Statement from John Newcomb, CEO of the Builders Merchants Federation and Peter Caplehorn, CEO of the Construction Products Association, co-chairs of the Construction Leadership Council’s Product Availability working group
Price inflation and a diminishing labour supply are now of greater concern than product availability in most construction sectors.
In terms of availability, little has changed since our last report, with a good supply of most products and materials. Ongoing challenges continue to affect bricks, aircrete blocks, roof tiles, chipboard flooring, gas boilers and other products requiring semi-conductors within sub-components, all of which will be subject to longer lead times throughout the year.
The market is becoming more adept at managing supply of these critical products, and the long-term nature of some of the underlying issues. Although there are reports of delays in supply of boilers leading to extended completion times in new housing, new semi-conductor capacity is coming on stream in late 2023/2024, and expansion in existing capacity will feed into the market over the same timescale.
Demand remains strong in all areas, and this is set to continue into the autumn, although some product forecasts now anticipate a slight slowdown in housing starts towards the end of the year, stemming from rising prices and concerns about affordability. Home improvement work will depend on levels of consumer confidence as costs of living rise.
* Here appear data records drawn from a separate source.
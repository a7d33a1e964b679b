//! # Entity: Lightweight Identifiers for Game Objects
//!
//! An [`Entity`] is just a number. It doesn't "contain" anything; the
//! [`World`](super::world::World) maps entities to their components.
//!
//! ## Design: Never Recycle
//!
//! Recycling ids after destruction makes a saved handle silently point at a
//! different entity:
//!
//! ```text
//! 1. Create entity #5
//! 2. Store a reference: saved = Entity(5)
//! 3. Destroy entity #5
//! 4. Create a new entity, gets recycled #5
//! 5. Use `saved`, now refers to the wrong entity
//! ```
//!
//! Generational indices are one fix. Ours is simpler: ids come from a
//! strictly increasing 64-bit counter and are never handed out twice. A
//! destroyed id stays dead forever, so every lookup through a stale handle
//! fails cleanly. At one entity per nanosecond the counter lasts ~584 years.
//!
//! ## Comparison
//!
//! - **hecs / bevy_ecs**: generational index + free list (recycles slots).
//! - **tessel**: monotonic counter + alive set (never recycles).

use std::collections::HashSet;
use std::fmt;

/// A lightweight handle to an entity in the [`World`](super::world::World).
///
/// Entities are created with [`World::create`](super::world::World::create)
/// and destroyed with [`World::destroy`](super::world::World::destroy).
/// Ordering follows creation order.
#[derive(Clone, Copy, PartialEq, Eq, Hash, PartialOrd, Ord)]
pub struct Entity {
    pub(crate) id: u64,
}

impl Entity {
    /// Build a handle from a raw id. The handle is only meaningful if the
    /// world actually issued that id; anything else is rejected with
    /// [`Error::InvalidEntity`](crate::Error::InvalidEntity).
    pub fn from_raw(id: u64) -> Self {
        Self { id }
    }

    /// Returns the raw id.
    pub fn id(self) -> u64 {
        self.id
    }
}

impl fmt::Debug for Entity {
    fn fmt(&self, f: &mut fmt::Formatter<'_>) -> fmt::Result {
        write!(f, "Entity({})", self.id)
    }
}

impl fmt::Display for Entity {
    fn fmt(&self, f: &mut fmt::Formatter<'_>) -> fmt::Result {
        write!(f, "#{}", self.id)
    }
}

/// Issues entity ids and tracks which ones are alive.
///
/// ```text
/// next:  5               ← next id to hand out
/// alive: {0, 2, 4}       ← 1 and 3 were destroyed, never reissued
/// ```
pub(crate) struct EntityAllocator {
    next: u64,
    alive: HashSet<Entity>,
}

impl EntityAllocator {
    pub fn new() -> Self {
        Self {
            next: 0,
            alive: HashSet::new(),
        }
    }

    /// Allocate a fresh [`Entity`].
    pub fn allocate(&mut self) -> Entity {
        let entity = Entity { id: self.next };
        self.next += 1;
        self.alive.insert(entity);
        entity
    }

    /// Mark an entity dead.
    ///
    /// Returns `false` if it was never allocated or already dead.
    pub fn deallocate(&mut self, entity: Entity) -> bool {
        self.alive.remove(&entity)
    }

    pub fn is_alive(&self, entity: Entity) -> bool {
        self.alive.contains(&entity)
    }

    pub fn alive_count(&self) -> usize {
        self.alive.len()
    }
}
Members of the group raised concerns regarding the threatened rail strike. This will affect aggregate and concrete deliveries to major infrastructure products, highlighting the need for government to prioritise transport of construction materials should the strike go ahead.
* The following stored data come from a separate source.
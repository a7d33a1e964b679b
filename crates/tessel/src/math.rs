//! Math types and glam re-exports.
//!
//! We re-export [glam](https://docs.rs/glam) types so users don't need to
//! depend on it directly. [`Position`] places an entity in world space;
//! [`Rect`] selects a region of a texture.

pub use glam::{Mat4, Vec2, Vec3, Vec4};

use serde::{Deserialize, Serialize};

/// World-space position of an entity. Y grows downward, matching the tile
/// grid's row order.
#[derive(Debug, Clone, Copy, PartialEq, Default, Serialize, Deserialize)]
pub struct Position(pub Vec2);

impl Position {
    pub fn new(x: f32, y: f32) -> Self {
        Self(Vec2::new(x, y))
    }

    /// Model matrix translating to this position.
    pub fn matrix(&self) -> Mat4 {
        Mat4::from_translation(self.0.extend(0.0))
    }
}

/// A normalized rectangle within a texture (UV space, 0.0–1.0).
///
/// Coordinates are in UV space where (0,0) is the top-left corner and (1,1)
/// is the bottom-right corner.
#[derive(Debug, Clone, Copy, PartialEq, Serialize, Deserialize)]
pub struct Rect {
    pub min: Vec2,
    pub max: Vec2,
}

impl Rect {
    /// The full texture (0,0) to (1,1).
    pub const FULL: Self = Self {
        min: Vec2::ZERO,
        max: Vec2::ONE,
    };

    pub fn new(min: Vec2, max: Vec2) -> Self {
        Self { min, max }
    }

    /// Build from pixel coordinates and texture dimensions.
    pub fn from_pixels(x: f32, y: f32, w: f32, h: f32, tex_w: f32, tex_h: f32) -> Self {
        Self {
            min: Vec2::new(x / tex_w, y / tex_h),
            max: Vec2::new((x + w) / tex_w, (y + h) / tex_h),
        }
    }

    pub fn size(&self) -> Vec2 {
        self.max - self.min
    }
}

impl Default for Rect {
    fn default() -> Self {
        Self::FULL
    }
}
There is, however, some good news from parts of China. With Shanghai gradually removing covid restrictions, production should normalise in that major industrial region by mid-June. Shipping analysts warn, however, that this may exacerbate the current bottlenecks in deliveries to the West.
Across the board, managing price volatility and labour are now the biggest issues.
Although labour shortages are affecting manufacturers, the greatest concern is expressed by housebuilders and SME builders, as it takes at least three years to train a skilled tradesperson.
The cost of energy and fuel are major drivers for price volatility. Initial results of the Group’s horizon scanning exercise suggest energy hedges are short term and very significant increases are expected to come through quite quickly. This will particularly affect energy-intensive products including steel, glass, plasterboard, cement, ceramics and porcelain.
Although steel prices have come down slightly, since initial disruption following the outbreak of war in Ukraine, energy prices remain a major issue and price volatility will continue. Market prices will also be affected by the Indian Government’s unexpected increase to export duties on iron ore and steel, effective from 22 May.
The CLC group will continue to actively engage with energy intensive manufacturers over the coming months, and closely monitor market conditions and the impact of any further price increases and volatility.